Ai fini di questo articolo, un HRA è definito come uno strumento per la valutazione dei rischi per la salute che ha tre elementi essenziali:
- Un questionario autosomministrato che indaga sul profilo demografico dell'individuo, il background medico, la storia familiare, le abitudini personali e lo stile di vita. Queste informazioni sono spesso integrate da misurazioni biomediche come altezza, peso, pressione sanguigna e spessore delle pieghe della pelle e dati relativi ai risultati delle analisi delle urine, del livello di colesterolo nel sangue e di altri test di laboratorio, riportati dall'individuo o presi come parte di il processo.
- Una stima quantitativa del rischio futuro di morte o di altri esiti avversi dell'individuo per cause specifiche basata su un confronto delle risposte dell'individuo a dati epidemiologici, statistiche nazionali sulla mortalità e calcoli attuariali. Alcuni questionari sono autovalutati: i punti vengono assegnati alla risposta a ciascuna domanda e quindi aggiunti per ricavare un punteggio di rischio. Con il software per computer appropriato, le risposte possono essere inserite in un microcomputer che calcolerà il punteggio. Molto spesso i questionari completati vengono inoltrati a un punto centrale per l'elaborazione in batch ei singoli risultati vengono spediti o consegnati ai partecipanti.
- Feedback all'individuo con suggerimenti per cambiamenti nello stile di vita e altre azioni che potrebbero migliorare il benessere e ridurre il rischio di malattia o morte prematura.
In origine, la stima del rischio totale era presentata come un singolo numero che poteva essere ridotto a un valore "normale" o anche a valori inferiori al normale (rispetto alla popolazione generale) implementando i cambiamenti comportamentali suggeriti. Per rendere i risultati più grafici e convincenti, il rischio è ora talvolta espresso come "età della salute" o "età del rischio" da confrontare con l'età cronologica dell'individuo e "età raggiungibile" come obiettivo per gli interventi. Ad esempio, un rapporto potrebbe dire: "La tua età attuale è 35 ma hai l'aspettativa di vita di una persona di 42 anni. Seguendo queste raccomandazioni, potresti ridurre la tua età a rischio a 32 anni, aggiungendo così dieci anni alla tua durata di vita prevista. "
Invece di confrontare lo stato di salute dell'individuo con la "norma" per la popolazione generale, alcuni HRA offrono un punteggio di "salute ottimale": il miglior punteggio ottenibile che potrebbe essere raggiunto seguendo tutte le raccomandazioni. Questo approccio sembra essere particolarmente utile per guidare i giovani, che potrebbero non aver ancora accumulato rischi significativi per la salute, verso uno stile di vita ottimamente desiderabile.

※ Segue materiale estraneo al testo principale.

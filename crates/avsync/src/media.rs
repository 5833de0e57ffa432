//! Plain media units exchanged with the demux and decode collaborators.
//!
//! Payloads are reference counted (`Arc`) so a frame can sit in a queue slot while
//! a sink still holds it, without copying sample or pixel data.

use std::sync::Arc;

use avsync_types::MediaType;

/// Microseconds per second, the unit used for seek positions and container times.
pub const TIME_BASE_US: i64 = 1_000_000;

/// A rational time base (`num / den` seconds per tick).
#[derive(Clone, Copy, Debug, PartialEq, Eq)]
pub struct Rational {
    pub num: i32,
    pub den: i32,
}

impl Rational {
    pub const fn new(num: i32, den: i32) -> Self {
        Self { num, den }
    }

    /// Microsecond time base.
    pub const MICROS: Rational = Rational::new(1, 1_000_000);

    pub fn is_valid(self) -> bool {
        self.num != 0 && self.den != 0
    }

    pub fn to_f64(self) -> f64 {
        if self.den == 0 {
            0.0
        } else {
            f64::from(self.num) / f64::from(self.den)
        }
    }

    /// Converts `ticks` of this time base to seconds.
    pub fn seconds(self, ticks: i64) -> f64 {
        ticks as f64 * self.to_f64()
    }
}

/// Rescales `value` from time base `from` to time base `to`, rounding to nearest.
pub fn rescale(value: i64, from: Rational, to: Rational) -> i64 {
    if !from.is_valid() || !to.is_valid() {
        return value;
    }
    let mut num = i128::from(value) * i128::from(from.num) * i128::from(to.den);
    let mut den = i128::from(from.den) * i128::from(to.num);
    if den < 0 {
        num = -num;
        den = -den;
    }
    let half = den / 2;
    let rounded = if num >= 0 {
        (num + half) / den
    } else {
        (num - half) / den
    };
    rounded.clamp(i128::from(i64::MIN), i128::from(i64::MAX)) as i64
}

/// Description of one elementary stream in a source.
#[derive(Clone, Debug)]
pub struct StreamInfo {
    pub index: usize,
    /// `None` for data streams the engine ignores.
    pub media_type: Option<MediaType>,
    pub time_base: Rational,
    /// First timestamp of the stream in `time_base` units.
    pub start_time: Option<i64>,
    pub avg_frame_rate: Rational,
    pub codec_name: String,
    pub width: u32,
    pub height: u32,
    pub sample_rate: u32,
    pub channels: u16,
    /// Cover art carried as a single packet.
    pub attached_pic: Option<Packet>,
}

impl StreamInfo {
    pub fn is_attached_pic(&self) -> bool {
        self.attached_pic.is_some()
    }
}

/// Packet flags set by the demuxer.
#[derive(Clone, Copy, Debug, Default, PartialEq, Eq)]
pub struct PacketFlags {
    pub key: bool,
    /// Timestamps restart after this packet; stale queued data must be retagged.
    pub discontinuity: bool,
}

/// One compressed unit of a stream.
///
/// A packet with empty `data` is a drain marker: feeding it to a codec asks it to
/// flush out buffered frames.
#[derive(Clone, Debug, Default)]
pub struct Packet {
    pub stream_index: usize,
    pub pts: Option<i64>,
    pub dts: Option<i64>,
    /// Duration in stream time base units.
    pub duration: i64,
    /// Byte position in the source, -1 when unknown.
    pub pos: i64,
    pub flags: PacketFlags,
    pub data: Arc<[u8]>,
}

impl Packet {
    /// Drain marker for `stream_index`.
    pub fn null(stream_index: usize) -> Self {
        Self {
            stream_index,
            pos: -1,
            data: Arc::from(Vec::new()),
            ..Default::default()
        }
    }

    pub fn is_null(&self) -> bool {
        self.data.is_empty()
    }

    pub fn size(&self) -> usize {
        self.data.len()
    }
}

/// Interleaved `f32` PCM.
#[derive(Clone, Debug)]
pub struct AudioBuffer {
    pub sample_rate: u32,
    pub channels: u16,
    pub samples: Arc<[f32]>,
}

impl AudioBuffer {
    pub fn frames(&self) -> usize {
        if self.channels == 0 {
            0
        } else {
            self.samples.len() / usize::from(self.channels)
        }
    }

    pub fn duration(&self) -> f64 {
        if self.sample_rate == 0 {
            0.0
        } else {
            self.frames() as f64 / f64::from(self.sample_rate)
        }
    }
}

/// Pixel layout of a decoded picture, opaque to the engine.
#[derive(Clone, Copy, Debug, Default, PartialEq, Eq, Hash)]
pub struct PixelFormat(pub u32);

/// A decoded picture.
#[derive(Clone, Debug)]
pub struct Picture {
    pub width: u32,
    pub height: u32,
    pub format: PixelFormat,
    /// Sample aspect ratio, `0/1` when unknown.
    pub sar: Rational,
    /// Frame still lives in device memory.
    pub hardware: bool,
    pub data: Arc<[u8]>,
}

/// Content of a subtitle event.
#[derive(Clone, Debug, PartialEq)]
pub enum SubtitleContent {
    Text(String),
    Bitmap {
        width: u32,
        height: u32,
        rgba: Arc<[u8]>,
    },
}

/// A decoded subtitle event with absolute timing in seconds.
#[derive(Clone, Debug, PartialEq)]
pub struct SubtitleEvent {
    pub start: f64,
    pub duration: f64,
    pub content: SubtitleContent,
}

/// Decoded payload of a frame.
#[derive(Clone, Debug)]
pub enum FramePayload {
    Audio(AudioBuffer),
    Video(Picture),
    Subtitle(SubtitleContent),
}

/// A decoded frame as produced by a codec.
#[derive(Clone, Debug)]
pub struct Frame {
    /// Presentation timestamp in the stream's time base.
    pub pts: Option<i64>,
    /// Decode timestamp of the packet the frame came from.
    pub pkt_dts: Option<i64>,
    /// Codec-estimated timestamp.
    pub best_effort_timestamp: Option<i64>,
    /// Display duration in the stream's time base, 0 when unknown.
    pub duration: i64,
    pub pos: i64,
    pub payload: FramePayload,
}

impl Frame {
    pub fn audio(&self) -> Option<&AudioBuffer> {
        match &self.payload {
            FramePayload::Audio(buf) => Some(buf),
            _ => None,
        }
    }

    pub fn picture(&self) -> Option<&Picture> {
        match &self.payload {
            FramePayload::Video(pic) => Some(pic),
            _ => None,
        }
    }
}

L'uso di una "età di rischio" o di un singolo numero per rappresentare lo stato di rischio composito dell'individuo può essere fuorviante: un fattore di rischio significativo può essere statisticamente compensato da punteggi "buoni" nella maggior parte delle altre aree e portare a un falso senso di sicurezza. Ad esempio, una persona con pressione sanguigna normale, un basso livello di colesterolo nel sangue e una buona storia familiare che fa esercizio fisico e indossa le cinture di sicurezza dell'automobile può ottenere un buon punteggio di rischio nonostante fumi sigarette. Ciò suggerisce l'opportunità di concentrarsi su ciascun elemento di rischio "superiore alla media" invece di fare affidamento solo sul punteggio composito.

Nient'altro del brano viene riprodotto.